Big Immigrant Rights Groups are Failing the People Who Need Them Most: “Bad” Immigrants

By Hairo Cortes

To survive President Donald Trump’s deportation nightmare, pro-immigrant activists need to drop the “good” vs. “bad” immigrant narrative and fight like hell for everyone. Trump already helped usher in his new era of hyper-enforcement by announcing the creation of the VOICE (Victims of Immigration Crime Engagement) hotline, a program designed to provide the federal government with another tool to justify the ongoing crackdown on all immigrants. And by shying away from immigrant detainees with criminal records, progressive organizations and advocates play right into VOICE’s trap.

When the hate hotline formally launched on April 26, a day dubbed “Alien Day” because it marks the anniversary of James Cameron’s Alien franchise, the Internet, spurred in large parts by the efforts of Twitter user Alexander McCoy, responded swiftly with satire and conviction. Thousands flooded the hotline with reports of extraterrestrial mischief and rendered Trump’s latest attempt to scapegoat immigrants useless, further demonstrating how ridiculous VOICE really is.

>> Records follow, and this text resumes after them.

use std::time::Duration;

use async_trait::async_trait;
use chrono::{DateTime, Utc};
use tokio::time::Instant;

/// Source of time for the whole application. Injected everywhere a timestamp
/// or a sleep is needed so that tests can run on a synthetic timeline.
#[async_trait]
pub trait Clock: Sync + Send + 'static {
    fn time(&self) -> DateTime<Utc>;

    fn instant(&self) -> Instant;

    async fn sleep(&self, duration: Duration);

    async fn sleep_until(&self, instant: tokio::time::Instant);
}

#[derive(Clone, Copy)]
pub struct DefaultClock;

#[async_trait]
impl Clock for DefaultClock {
    fn time(&self) -> DateTime<Utc> {
        Utc::now()
    }

    fn instant(&self) -> Instant {
        Instant::now()
    }

    async fn sleep(&self, duration: Duration) {
        tokio::time::sleep(duration).await;
    }

    async fn sleep_until(&self, instant: tokio::time::Instant) {
        tokio::time::sleep_until(instant).await;
    }
}
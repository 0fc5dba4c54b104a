use std::path::PathBuf;

use clap::Parser;
use tracing::level_filters::LevelFilter;

/// Arguments of the standalone daemon binary.
#[derive(Parser)]
pub struct DaemonArgs {
    /// Skip the detach step and run in the current process.
    #[arg(long)]
    pub force: bool,
    #[arg(long)]
    pub dir: Option<PathBuf>,
    /// This option is for debugging purposes only.
    #[arg(long = "log-console")]
    pub log_console: bool,
    #[arg(long = "log-filter")]
    pub log: Option<LevelFilter>,
}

Whereas the grassroots and Twittersphere acted without giving a shred of legitimacy to Trump’s appeals to fear, the “progressive” community continues the same race to the bottom it dabbled in during the Obama years.The respectability politics of throwing those criminalized and deemed criminal by the system under the bus to defend those immigrants they consider more palatable to American society didn’t work then. And it wont work now.

Take the two recent deportation cases of Juan Manuel Montes and Valeria. Montes, a Deferred Action for Childhood Arrivals (DACA) recipient, got deported by Border Patrol and is now suing the Trump Administration. Valeria, a transgender woman and immigrant rights leader, remains detained by ICE in the Santa Ana jail after providing a silicone injection that tragically led to her friend’s death.

While these cases have played out during the same time, the response from the immigrant rights community underscores the divisions that still exist when it comes to fighting deportations.

“Let’s be clear: this was never about criminals [emphasis mine], it was about building a mass deportation machine that targets even 23-year-old DREAMers,” the American Civil Liberties Union (ACLU) posted on their Facebook page last month, condemning Montes’ deportation while reviving the dormant “DREAMer” frame our group retired long ago.

The ACLU is right that Montes shouldn’t have been deported, but by saying that Trump’s policies were never about criminals, they suggest his deportation machine is okay as long as it’s people with criminal records, like Valeria, who are its victims. Are we to forget about a system geared towards denying opportunities to transgender people of color like her and leave them no other option but to take part in crimes of survival? It begs the question: Where has the ACLU invested the $200 million it has supposedly received in donations since Election Day if they’re still clinging to the same failed frames that enabled Obama’s own record-breaking three million deportations?

While major organizations like the ACLU and the National Immigration Law Center are highlighting Montes’ case, they’re silent about Valeria. Never mind the fact that before Valeria was detained, she was a vocal and tireless advocate against deportations, especially of other transgender immigrant women. The task is left to smaller, underfunded organizations like the Immigrant Youth Coalition and our own OC Immigrant Youth United to push the envelope and demand a higher standard for the movement.

But this is precisely the problem: the “good”-versus-“bad” immigrant divisions remain, and despite clear evidence that grassroots messaging and strategies work, establishment organizations harm the whole immigrant community by buying into the idea that not all deserve a second chance.

Montes should be home with his family and friends. The same is true for Valeria. It’s time for the rest of the movement to understand this and fight like hell to make it happen.